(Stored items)
<<<<

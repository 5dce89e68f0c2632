// SPDX-License-Identifier: MPL-2.0
// This Source Code Form is subject to the terms of the Mozilla Public
// License, v. 2.0. If a copy of the MPL was not distributed with this
// file, You can obtain one at https://mozilla.org/MPL/2.0/.

//! Finds a kit, lights its LED, plays a tune and polls its sensors.
//!
//! ```text
//! RUST_LOG=wearable_kit=debug cargo run --example blink --features rfcomm -- wV3_0E0039AF
//! ```

use std::time::Duration;

use tracing_subscriber::EnvFilter;
use wearable_kit::config::RfcommConfig;
use wearable_kit::subscription::Subscribable;
use wearable_kit::transport::{RfcommTransport, notification_channel};
use wearable_kit::types::Sensor;
use wearable_kit::Wearable;

const POLL_INTERVAL: Duration = Duration::from_millis(200);

#[tokio::main]
async fn main() -> wearable_kit::Result<()> {
    tracing_subscriber::fmt()
        .with_env_filter(EnvFilter::from_default_env())
        .init();

    let name = std::env::args()
        .nth(1)
        .unwrap_or_else(|| "wV3".to_string());

    let (notifier, notifications) = notification_channel();
    let transport = RfcommTransport::new(RfcommConfig::default(), notifier).await?;
    let kit = Wearable::builder(transport, notifications)
        .with_name(&name)
        .build()?;

    kit.on_disconnected(|| println!("Disconnected from the wearable!"));
    kit.on_error(|message| eprintln!("error: {message}"));
    kit.on_sensor_data(|reading| match reading.sensor {
        Sensor::Temperature => println!("temperature is {}", reading.raw.trim()),
        Sensor::Accelerometer(axis) => println!("accelerometer {axis}: {}", reading.raw.trim()),
        Sensor::Luminosity => println!("luminosity is {}", reading.raw.trim()),
    });

    kit.find_device().await?;

    tokio::select! {
        () = kit.run() => {}
        result = drive(&kit) => result?,
        _ = tokio::signal::ctrl_c() => {}
    }

    kit.disconnect().await;
    let readings = kit.readings();
    println!(
        "last readings: temperature {:?}, accelerometer {:?}",
        readings.temperature, readings.accelerometer
    );
    Ok(())
}

/// Waits for the connection, then plays with the kit until it goes away.
async fn drive(kit: &Wearable<RfcommTransport>) -> wearable_kit::Result<()> {
    let mut phase = kit.watch_phase();
    let connected = match phase.wait_for(|phase| phase.is_settled()).await {
        Ok(phase) => phase.is_connected(),
        Err(_) => false,
    };
    if !connected {
        return Ok(());
    }

    println!("Connected to the kit");
    kit.led_on(Some("blue"), None).await?;
    kit.play_music(Some("mario")).await?;

    let mut ticker = tokio::time::interval(POLL_INTERVAL);
    while kit.is_connected() {
        ticker.tick().await;
        kit.read_accelerometer().await?;
        kit.get_temperature().await?;
    }
    Ok(())
}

>>>>

=== TASK DESCRIPTION ===
Output exactly the line containing "async fn drive(kit: &Wearable<RfcommTransport>)" together with every line after it, ending at the final line of the entries.

=== RESULT OF THIS EXERCISE ===
async fn drive(kit: &Wearable<RfcommTransport>) -> wearable_kit::Result<()> {
    let mut phase = kit.watch_phase();
    let connected = match phase.wait_for(|phase| phase.is_settled()).await {
        Ok(phase) => phase.is_connected(),
        Err(_) => false,
    };
    if !connected {
        return Ok(());
    }

    println!("Connected to the kit");
    kit.led_on(Some("blue"), None).await?;
    kit.play_music(Some("mario")).await?;

    let mut ticker = tokio::time::interval(POLL_INTERVAL);
    while kit.is_connected() {
        ticker.tick().await;
        kit.read_accelerometer().await?;
        kit.get_temperature().await?;
    }
    Ok(())
}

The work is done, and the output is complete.